En ce qui concerne la sécurisation du périmètre canadien, M. Carney semble se rapprocher de plus en plus des États-Unis, indiquant une ouverture au « Dôme doré » américain, soit au système de défense antimissile multicouche proposé par Trump pour les États-Unis. Si le Canada devait rejoindre le Dôme doré, Carney serait un pionnier de la défense du Canada : aucun premier ministre canadien – de Pearson à Mulroney, en passant par Justin Trudeau – n’a jamais officiellement conclu de partenariat avec les États-Unis en matière de défense antimissile. Une participation à la défense antimissile marquerait non seulement un tournant historique dans la politique de défense canadienne, mais renforcerait également le NORAD, la plus importante alliance de sécurité du Canada et le seul partenariat militaire que les États-Unis se soient engagés à honorer ad vitam æternam.

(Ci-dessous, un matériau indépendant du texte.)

//! The site's populate trees.
//!
//! `blocks_populate` is the one definition of the per-block rules; every
//! record type with a `blocks` dynamic zone reuses it.

use super::{PopulateNode, Relations};
use crate::model::ComponentType;
use once_cell::sync::Lazy;

static BLOCKS_POPULATE: Lazy<PopulateNode> = Lazy::new(|| {
    PopulateNode::dynamic_zone(
        ComponentType::ALL
            .iter()
            .map(|tag| (tag.as_str(), block_branch(*tag))),
    )
});

/// Populate rules for one block variant.
///
/// Exhaustive over [`ComponentType`]: adding a variant without a branch
/// does not compile.
fn block_branch(tag: ComponentType) -> PopulateNode {
    match tag {
        ComponentType::Hero => PopulateNode::nested([
            ("image", PopulateNode::media()),
            ("links", PopulateNode::include()),
        ]),
        ComponentType::HeadingSection => PopulateNode::include(),
        ComponentType::CardGrid => PopulateNode::nested([("card", PopulateNode::include())]),
        ComponentType::ContentWithImage => PopulateNode::nested([
            ("image", PopulateNode::media()),
            ("link", PopulateNode::include()),
        ]),
        ComponentType::Faqs => PopulateNode::nested([("faq", PopulateNode::include())]),
        ComponentType::PersonCard => PopulateNode::nested([("image", PopulateNode::media())]),
        ComponentType::Markdown => PopulateNode::include(),
        ComponentType::FeaturedArticles => PopulateNode::nested([(
            "articles",
            PopulateNode::nested([
                ("featuredImage", PopulateNode::media()),
                ("author", author_with_image()),
            ]),
        )]),
        ComponentType::Newsletter => PopulateNode::include(),
    }
}

fn author_with_image() -> PopulateNode {
    PopulateNode::nested([("image", PopulateNode::media())])
}

fn logo_with_image() -> PopulateNode {
    PopulateNode::nested([("image", PopulateNode::media())])
}

/// The `on` map for a `blocks` dynamic zone.
pub fn blocks_populate() -> &'static PopulateNode {
    &BLOCKS_POPULATE
}

/// The `global` single type: banner, header and footer with their logos and links.
pub fn global_populate() -> Relations {
    Relations::fields([
        (
            "banner",
            PopulateNode::nested([(
                "link",
                PopulateNode::fields(["href", "label", "isExternal"]),
            )]),
        ),
        (
            "header",
            PopulateNode::nested([
                ("logo", logo_with_image()),
                ("navItems", PopulateNode::include()),
                ("cta", PopulateNode::include()),
            ]),
        ),
        (
            "footer",
            PopulateNode::nested([
                ("logo", logo_with_image()),
                ("navItems", PopulateNode::include()),
                ("socialLinks", logo_with_image()),
            ]),
        ),
    ])
}

/// The `landing-page` single type.
pub fn landing_page_populate() -> Relations {
    Relations::fields([("blocks", blocks_populate().clone())])
}

/// Entries of the `page` collection.
pub fn page_populate() -> Relations {
    Relations::fields([("blocks", blocks_populate().clone())])
}

/// Entries of the `article` collection.
pub fn article_populate() -> Relations {
    Relations::fields([
        ("featuredImage", PopulateNode::media()),
        ("author", author_with_image()),
        ("contentTags", PopulateNode::all_relations()),
        ("blocks", blocks_populate().clone()),
    ])
}

#[cfg(test)]
mod tests {
    use super::*;
    use pretty_assertions::assert_eq;
    use serde_json::json;

    #[test]
    fn test_every_variant_has_a_branch() {
        let blocks = blocks_populate();
        for tag in ComponentType::ALL {
            assert!(
                blocks.variant(tag.as_str()).is_some(),
                "missing branch for {}",
                tag
            );
        }
        assert_eq!(blocks.as_selection().unwrap().on.len(), ComponentType::ALL.len());
    }

    #[test]
    fn test_unknown_variant_has_no_branch() {
        assert!(blocks_populate().variant("blocks.testimonial").is_none());
    }

    #[test]
    fn test_featured_articles_branch() {
        let value = serde_json::to_value(
            blocks_populate()
                .variant("blocks.featured-articles")
                .unwrap(),
        )
        .unwrap();
        assert_eq!(
            value,
            json!({
                "populate": {
                    "articles": {
                        "populate": {
                            "featuredImage": { "fields": ["url", "alternativeText"] },
                            "author": {
                                "populate": {
                                    "image": { "fields": ["url", "alternativeText"] }
                                }
                            }
                        }
                    }
                }
            })
        );
    }

    #[test]
    fn test_page_and_landing_share_blocks_definition() {
        assert_eq!(page_populate(), landing_page_populate());
        assert_eq!(article_populate().get("blocks"), Some(blocks_populate()));
    }

    #[test]
    fn test_global_banner_link_fields() {
        let value = serde_json::to_value(global_populate()).unwrap();
        assert_eq!(
            value["banner"],
            json!({ "populate": { "link": { "fields": ["href", "label", "isExternal"] } } })
        );
        assert_eq!(value["header"]["populate"]["navItems"], json!(true));
        assert_eq!(
            value["footer"]["populate"]["socialLinks"]["populate"]["image"],
            json!({ "fields": ["url", "alternativeText"] })
        );
    }
}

Sur le plan économique, le premier ministre Carney continue de forger ce qui pourrait bien être le partenariat canado-américain le plus étroit depuis une génération. Au cœur de cet effort se trouve son ambitieux projet de nouvel accord bilatéral de sécurité et de commerce – une initiative qui, selon Carney, est le fruit de discussions directes et continues (et de textos) avec le président Donald Trump lui-même. L’objectif : assurer la stabilité du marché à long terme et lever ou atténuer les tarifs douaniers qui menacent certains secteurs de l’économie canadienne. Pourtant, même sous le poids de tarifs punitifs, le Canada demeure le partenaire commercial le plus privilégié des États-Unis, bénéficiant d’un accès au marché plus large que tout autre pays. Ces développements contredisent fortement toute idée selon laquelle le Canada s’éloignerait de Washington ; en réalité, les données indiquent un partenariat qui se renforce – sur les plans économique, diplomatique et stratégique.
Condamné à réussir
Peu importe la tournure que prendront les relations entre le Canada et les États-Unis, nous resterons le principal partenaire de l’autre en matière de sécurité et de défense. Ceux qui réclament que le Canada abandonne les États-Unis et élabore un partenariat avec une nouvelle grande puissance (par exemple, l’UE) oublient sa position géographique unique et font preuve d’un optimisme excessif par rapport à ce que d’autres partenaires et alliés potentiels peuvent offrir. Si nous souhaitons véritablement l’indépendance canadienne, nous avons le pouvoir de nous porter sauver nous-mêmes en investissant dans notre défense et notre sécurité. Agir ainsi rendra le Canada plus résilient face aux pressions américaines. Pour ces raisons, une augmentation des dépenses de défense demeure le meilleur moyen de consolider les intérêts canadiens et de lui donner la force et l’indépendance nécessaires pour négocier avec les États-Unis en tant que partenaire, et non en tant que mendiant.
À propos de l’auteur
Ross O’Connor était auparavant conseiller aux affaires étrangères et à la sécurité nationale auprès du premier ministre Stephen Harper et conseiller politique principal auprès des ministres des Affaires étrangères et de la Défense.